O galo e a serpente

Naquela fazenda tinha um terreiro.

Naquele terreiro tinha um galo, junto com outros galos, as galinhas, os frangos e franguinhas e todos os pintinhos. E todos viviam em paz, ciscado e comendo bichinhos e comendo milho e limpando o terreiro e ajudando os pintinhos a crescer, na medida em que todos os ensinavam a ciscar e a catar bichinhos para se alimentar. É claro que onde tem galo, galinha, frango, franguinha se pintinho, também tem uns montinhos de merda, aqui e ali. Mas, todos sabem, merda de galinha é um excelente adubo. E a merda daquele terreiro o mantinha adubado: um terreno fértil para muita produção.

Mas, acredite em mim: todo ambiente em que se vive em paz, cedo ou tarde, encontra o atrito. E o deus da guerra se impõe sobre o deus do amor, pois até os deuses brigam para saber quem pode mais.

E foi assim que aconteceu naquela fazenda onde tinha um terreiro, onde tinha um galo, junto com outros galos, e todas aquelas galinhas e todos aqueles frangos e franguinhas e todos aqueles pintinhos. Lá também aconteceu.

“Numa tarde tão linda de sol, ela apareceu!”

Ser rasteiro, rastejando, ela chegou: de mansinho, silenciosamente... como sempre agem as víboras. Não como aquela do paraíso. Não esta era ainda mais rasteira...

Todos sabem que os galos e as galinhas alimentam-se de vários bichinhos. Inclusive comem cobra. Bicam sua cabeça para evitar a língua afiada. E vão bicando até que a serpente é engolida.

Mas antes disso, tão logo os galos e as galinhas vêm a cobra, fazem o alarido. Uns avisando aos outros: aqui tem perigo! O fato é que os galos e as galinhas sabem como agir diante das serpentes. Eles sabem evitar seu veneno.

Aconteceu, entretanto, que aquela serpente, além de chegar de mansinho, veio disfarçada. Apresentou-se em trajas de galinha. E os que estavam no terreiro, acreditaram em suas boas intenções. E a víbora passou a conviver com os galos e galinhas. Ela, entretanto, estava se preparando para dar o bote.

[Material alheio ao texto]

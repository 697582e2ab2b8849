//! Resize controller: reshapes one item by dragging one of its eight handles.
//!
//! Every pointer move is resolved against the geometry captured when the
//! resize began, never against the previous move, so the result depends only
//! on the total pointer delta. Handles on the west or north side move the
//! item's origin so that the opposite edge stays put; once the minimum size is
//! reached the item stops shrinking instead of sliding.

#[cfg(test)]
#[path = "resize_test.rs"]
mod resize_test;

use std::fmt;
use std::str::FromStr;

use serde::{Deserialize, Serialize};

use crate::consts::{MIN_ITEM_HEIGHT, MIN_ITEM_WIDTH};
use crate::doc::{CanvasDocument, Geometry, ItemId};
use crate::viewport::Point;

/// One of the eight resize handles on an item's border.
#[derive(Debug, Clone, Copy, PartialEq, Eq, Hash, Serialize, Deserialize)]
#[serde(rename_all = "lowercase")]
pub enum Handle {
    N,
    Ne,
    E,
    Se,
    S,
    Sw,
    W,
    Nw,
}

impl Handle {
    /// All handles, clockwise from the top edge.
    pub const ALL: [Handle; 8] = [
        Handle::N,
        Handle::Ne,
        Handle::E,
        Handle::Se,
        Handle::S,
        Handle::Sw,
        Handle::W,
        Handle::Nw,
    ];

    /// Whether dragging this handle moves the top edge.
    #[must_use]
    pub fn north(self) -> bool {
        matches!(self, Self::N | Self::Ne | Self::Nw)
    }

    /// Whether dragging this handle moves the bottom edge.
    #[must_use]
    pub fn south(self) -> bool {
        matches!(self, Self::S | Self::Se | Self::Sw)
    }

    /// Whether dragging this handle moves the right edge.
    #[must_use]
    pub fn east(self) -> bool {
        matches!(self, Self::E | Self::Ne | Self::Se)
    }

    /// Whether dragging this handle moves the left edge.
    #[must_use]
    pub fn west(self) -> bool {
        matches!(self, Self::W | Self::Nw | Self::Sw)
    }

    /// The point on `g`'s border where this handle sits.
    #[must_use]
    pub fn anchor(self, g: &Geometry) -> Point {
        let x = if self.west() {
            g.x
        } else if self.east() {
            g.right()
        } else {
            g.x.saturating_add(g.width / 2)
        };
        let y = if self.north() {
            g.y
        } else if self.south() {
            g.bottom()
        } else {
            g.y.saturating_add(g.height / 2)
        };
        Point { x, y }
    }

    /// CSS cursor shown while hovering this handle.
    #[must_use]
    pub fn cursor(self) -> &'static str {
        match self {
            Self::N | Self::S => "ns-resize",
            Self::E | Self::W => "ew-resize",
            Self::Ne | Self::Sw => "nesw-resize",
            Self::Nw | Self::Se => "nwse-resize",
        }
    }

    /// Lowercase compass name (`"n"`, `"ne"`, ...).
    #[must_use]
    pub fn as_str(self) -> &'static str {
        match self {
            Self::N => "n",
            Self::Ne => "ne",
            Self::E => "e",
            Self::Se => "se",
            Self::S => "s",
            Self::Sw => "sw",
            Self::W => "w",
            Self::Nw => "nw",
        }
    }
}

impl fmt::Display for Handle {
    fn fmt(&self, f: &mut fmt::Formatter<'_>) -> fmt::Result {
        f.write_str(self.as_str())
    }
}

/// Error returned when a handle name is not one of the eight compass points.
#[derive(Debug, Clone, PartialEq, Eq, thiserror::Error)]
#[error("unknown resize handle `{0}` (expected n, ne, e, se, s, sw, w or nw)")]
pub struct ParseHandleError(pub String);

impl FromStr for Handle {
    type Err = ParseHandleError;

    fn from_str(s: &str) -> Result<Self, Self::Err> {
        match s.trim().to_ascii_lowercase().as_str() {
            "n" => Ok(Self::N),
            "ne" => Ok(Self::Ne),
            "e" => Ok(Self::E),
            "se" => Ok(Self::Se),
            "s" => Ok(Self::S),
            "sw" => Ok(Self::Sw),
            "w" => Ok(Self::W),
            "nw" => Ok(Self::Nw),
            _ => Err(ParseHandleError(s.to_owned())),
        }
    }
}

/// An active resize of a single item.
#[derive(Debug, Clone, PartialEq, Eq)]
pub struct ResizeState {
    /// Item being resized.
    pub id: ItemId,
    /// Handle being dragged.
    pub handle: Handle,
    /// Pointer position when the resize began.
    pub start: Point,
    /// Item geometry when the resize began.
    pub start_geometry: Geometry,
}

impl ResizeState {
    /// Capture the starting pointer and geometry for resizing `id`.
    ///
    /// Returns `None` when the document has no such item.
    #[must_use]
    pub fn begin<T>(doc: &CanvasDocument<T>, id: &ItemId, handle: Handle, pointer: Point) -> Option<Self> {
        let item = doc.get(id)?;
        Some(Self { id: id.clone(), handle, start: pointer, start_geometry: item.geometry() })
    }

    /// The geometry the item should take for a pointer at `pointer`.
    #[must_use]
    pub fn resolve(&self, pointer: Point) -> Geometry {
        let dx = pointer.x.saturating_sub(self.start.x);
        let dy = pointer.y.saturating_sub(self.start.y);
        let start = self.start_geometry;
        let mut g = start;

        if self.handle.east() {
            g.width = start.width.saturating_add(dx).max(MIN_ITEM_WIDTH);
        } else if self.handle.west() {
            // Cap so the origin never crosses zero while the right edge holds.
            let max_width = start.right().max(MIN_ITEM_WIDTH);
            g.width = start.width.saturating_sub(dx).clamp(MIN_ITEM_WIDTH, max_width);
            g.x = start.right() - g.width;
        }

        if self.handle.south() {
            g.height = start.height.saturating_add(dy).max(MIN_ITEM_HEIGHT);
        } else if self.handle.north() {
            let max_height = start.bottom().max(MIN_ITEM_HEIGHT);
            g.height = start.height.saturating_sub(dy).clamp(MIN_ITEM_HEIGHT, max_height);
            g.y = start.bottom() - g.height;
        }

        g
    }

    /// Reshape the item to follow `pointer`.
    ///
    /// Returns the applied geometry, or `None` if the item has disappeared
    /// from the document since the resize began.
    pub fn apply<T>(&self, doc: &mut CanvasDocument<T>, pointer: Point) -> Option<Geometry> {
        let item = doc.get_mut(&self.id)?;
        item.set_geometry(self.resolve(pointer));
        Some(item.geometry())
    }

    /// Whether the item's geometry differs from where the resize started.
    #[must_use]
    pub fn changed<T>(&self, doc: &CanvasDocument<T>) -> bool {
        doc.get(&self.id).is_some_and(|item| item.geometry() != self.start_geometry)
    }
}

Aquele galo, no entanto, que já conhecia aquela serpente, convivera com ela em outro terreiro, sabia de seus truques. E alertou os galos, galinhas, frangos, franguinhas e pintinhos. Mas já era tarde. A serpente já estava aninhada no terreiro. Disfarçada de galinha, do seu ninho atacava os habitantes do terreiro, disseminando seu veneno. Pior do que aquela do paraíso, pois esta disseminava veneno.

Algumas galinhas e pintinhos e e frangos e galos pediram para aquele galo entrar no ninho da víbora. Se ele ou outro galo desalojasse a serpente, a paz poderia voltar ao terreiro.

Mas antes que as providências fossem tomadas contra a cobra, disfarçada de galinha, ela deu o bote e afastou aqueles que poderiam lhe bicar a cabeça.

Os galos e as galinhas e os frangos e os pintinhos perguntaram ao galo: o que foi que aconteceu?

- Meus irmãos e irmãs, galos e galinhas: Não temam a serpente, pois ela está sempre à vista. Esse é um ser rastejante e, por não possuir qualidades próprias, dissemina veneno contra as qualidades dos outros. Seu veneno é muito perigoso, pois ela o inocula em segredo e de forma sorrateira. E faz isso justamente quando se veste com seu disfarce de boazinha. Portanto temam o seu veneno que ela traz escondido. A serpente não é perigosa por ser serpente, mas porque inocula veneno de forma traiçoeira. Portanto, minhas irmãs galinhas, meu colegas galos: Se querem evitar o veneno, esmaguem sua cabeça.